Minha resposta é a seguinte:
- Segundo a Vesteterapia, que é o estudo esotérico da espiritualidade através das roupas, não devemos usar fantasia de etnia nenhuma no Carnaval. Pois soa como deboche e pode ofender a pessoa de determinada etnia, atraindo energias negativas. Por exemplo: o índio deve ser respeitado e o misticismo dos Xamãs também. Portanto, vestir figurinos desta etnia, no Carnaval, seria desrespeitar a cultura dela. Porém, se uma pessoa se identifica com uma etnia e não sabe a razão. Assim ela poderá usar roupas típicas desta etnia, numa sessão de terapia de vidas passadas, por exemplo. Pois a roupa aproxima o espírito até a fonte onde deseja chegar.

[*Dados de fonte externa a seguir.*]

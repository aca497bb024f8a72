//! Weighted random choices, loaded from configuration.
//!
//! A [`ChoiceTree`] is a named list of weighted values. Components that need to make a weighted decision (which page
//! size to try, which free-range strategy to use) clone the tree they need from the [`ChoicesModerator`] and set the
//! weight of choices that failed to zero, so that they are not retried during the same request.

use std::collections::BTreeMap;

use rand::distributions::{Distribution, WeightedIndex};
use rand::Rng;
use serde::{Deserialize, Serialize};
use thiserror::Error;

/// The name of the tree that weighs the free-range resolution strategies.
pub const FREE_RANGE_STRATEGY_TREE: &str = "Free range strategy";

/// Returns the name of the page size tree for the granule `granule`.
pub fn page_size_tree_name(granule: &str) -> String {
    format!("Page size#{granule} granule")
}

/// Error returned by the [`ChoicesModerator`].
#[derive(Error, Debug, Clone, PartialEq, Eq)]
pub enum ChoiceError {
    /// No tree with the requested name exists.
    #[error("No choice tree named {:?}", .0)]
    UnknownTree(String),
}

/// A single weighted value in a [`ChoiceTree`].
#[derive(Clone, Debug, PartialEq, Eq, Serialize, Deserialize)]
pub struct Choice {
    /// A human-readable name.
    pub name: String,

    /// The value that is returned when this choice is picked.
    pub value: u64,

    /// The relative weight. Zero means the choice is never picked.
    pub weight: u32,
}

impl Choice {
    /// Creates a new choice.
    pub fn new(name: impl Into<String>, value: u64, weight: u32) -> Self {
        Choice {
            name: name.into(),
            value,
            weight,
        }
    }
}

/// A named list of weighted choices.
#[derive(Clone, Debug, PartialEq, Eq, Serialize, Deserialize)]
pub struct ChoiceTree {
    name: String,
    choices: Vec<Choice>,
}

impl ChoiceTree {
    /// Creates a new tree.
    pub fn new(name: impl Into<String>, choices: Vec<Choice>) -> Self {
        ChoiceTree {
            name: name.into(),
            choices,
        }
    }

    /// The name of the tree.
    pub fn name(&self) -> &str {
        &self.name
    }

    /// All choices in the tree, including those with weight zero.
    pub fn choices(&self) -> &[Choice] {
        &self.choices
    }

    /// Returns true if at least one choice has a nonzero weight.
    pub fn has_choice(&self) -> bool {
        self.choices.iter().any(|c| c.weight > 0)
    }

    /// Picks a choice at random, proportionally to the weights.
    /// Returns `None` if every weight is zero.
    pub fn choose(&self, rng: &mut impl Rng) -> Option<&Choice> {
        let dist = WeightedIndex::new(self.choices.iter().map(|c| c.weight)).ok()?;
        Some(&self.choices[dist.sample(rng)])
    }

    /// Returns the weight of the choice with value `value`.
    pub fn weight(&self, value: u64) -> Option<u32> {
        self.choices.iter().find(|c| c.value == value).map(|c| c.weight)
    }

    /// Sets the weight of every choice with value `value`. Returns false if there is no such choice.
    pub fn set_weight(&mut self, value: u64, weight: u32) -> bool {
        let mut found = false;
        for choice in self.choices.iter_mut().filter(|c| c.value == value) {
            choice.weight = weight;
            found = true;
        }

        found
    }
}

/// Holds all choice trees of a generation run.
#[derive(Clone, Debug, PartialEq, Eq, Serialize, Deserialize)]
pub struct ChoicesModerator {
    trees: BTreeMap<String, ChoiceTree>,
}

impl ChoicesModerator {
    /// Creates a moderator without any trees.
    pub fn empty() -> Self {
        ChoicesModerator {
            trees: BTreeMap::new(),
        }
    }

    /// Adds `tree`, replacing any existing tree with the same name.
    pub fn insert(&mut self, tree: ChoiceTree) {
        self.trees.insert(tree.name.clone(), tree);
    }

    /// Iterates over all trees.
    pub fn trees(&self) -> impl Iterator<Item = &ChoiceTree> {
        self.trees.values()
    }

    /// Returns a copy of the tree named `name`, which the caller may modify freely.
    pub fn clone_choice_tree(&self, name: &str) -> Result<ChoiceTree, ChoiceError> {
        self.trees
            .get(name)
            .cloned()
            .ok_or_else(|| ChoiceError::UnknownTree(name.to_owned()))
    }

    /// Returns a copy of the page size tree for `granule`.
    pub fn page_size_tree(&self, granule: &str) -> Result<ChoiceTree, ChoiceError> {
        self.clone_choice_tree(&page_size_tree_name(granule))
    }
}

impl Default for ChoicesModerator {
    fn default() -> Self {
        let mut moderator = ChoicesModerator::empty();
        moderator.insert(ChoiceTree::new(
            page_size_tree_name("4K"),
            vec![
                Choice::new("4K", 0x1000, 30),
                Choice::new("2M", 0x20_0000, 10),
                Choice::new("1G", 0x4000_0000, 2),
                Choice::new("512G", 0x80_0000_0000, 1),
                Choice::new("256T", 0x1_0000_0000_0000, 1),
            ],
        ));
        moderator.insert(ChoiceTree::new(
            page_size_tree_name("16K"),
            vec![
                Choice::new("16K", 0x4000, 30),
                Choice::new("32M", 0x200_0000, 10),
                Choice::new("64G", 0x10_0000_0000, 2),
            ],
        ));
        moderator.insert(ChoiceTree::new(
            FREE_RANGE_STRATEGY_TREE,
            vec![
                Choice::new("LowRangeOnly", 0, 10),
                Choice::new("HighRangeOnly", 1, 10),
                Choice::new("CrossRange", 2, 10),
            ],
        ));

        moderator
    }
}

#[cfg(test)]
mod tests {
    use rand::SeedableRng;
    use rand_xoshiro::Xoshiro256PlusPlus;
    use test_log::test;

    use super::{Choice, ChoiceError, ChoiceTree, ChoicesModerator, FREE_RANGE_STRATEGY_TREE};

    #[test]
    pub fn choose_respects_weights() {
        let mut rng = Xoshiro256PlusPlus::seed_from_u64(0);
        let mut tree = ChoiceTree::new("test", vec![Choice::new("a", 1, 1), Choice::new("b", 2, 0), Choice::new("c", 3, 5)]);

        for _ in 0..100 {
            assert_ne!(tree.choose(&mut rng).unwrap().value, 2);
        }

        assert!(tree.set_weight(3, 0));
        for _ in 0..100 {
            assert_eq!(tree.choose(&mut rng).unwrap().value, 1);
        }

        assert!(tree.set_weight(1, 0));
        assert!(!tree.has_choice());
        assert!(tree.choose(&mut rng).is_none());
        assert!(!tree.set_weight(42, 1));
    }

    #[test]
    pub fn cloned_trees_are_independent() {
        let moderator = ChoicesModerator::default();
        let mut tree = moderator.clone_choice_tree(FREE_RANGE_STRATEGY_TREE).unwrap();
        tree.set_weight(0, 0);

        assert_eq!(tree.weight(0), Some(0));
        assert_eq!(moderator.clone_choice_tree(FREE_RANGE_STRATEGY_TREE).unwrap().weight(0), Some(10));
    }

    #[test]
    pub fn unknown_tree() {
        let moderator = ChoicesModerator::default();
        assert_eq!(
            moderator.page_size_tree("3K"),
            Err(ChoiceError::UnknownTree(String::from("Page size#3K granule")))
        );
        assert!(moderator.page_size_tree("4K").is_ok());
    }
}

No caso das fantasias de super-herói, há pessoas que bebem e tem problemas neurológicos que quando vestem figurinos assim podem extrapolar. Por exemplo: houve o caso de um jovem que se vestiu de Super Homem, numa festa. Porém, ele bebeu demais e se atirou de um prédio, dizendo que era o Superman. Desta maneira, o resultado foi seu falecimento. Este não foi um caso isolado. Há várias histórias assim em noticiários , de anos anteriores, nos sites de buscas.
Já a pessoa que se fantasia de personagens de lendas, ou, de folclore, além de usar um figurino descontraído também está colaborando com a cultura.
Esta semana falei brincando, com uma colega, que gostaria de ter uma fantasia de gatacórnia que é uma mistura de gato com unicórnio. Mas minha amiga falou que isto seria um desrespeito com os unicórnios. Deste jeito eu disse à jovem que a lenda do gatocórnio, existe há mais de 3000 anos antes de Cristo e mostrei um texto sobre isto.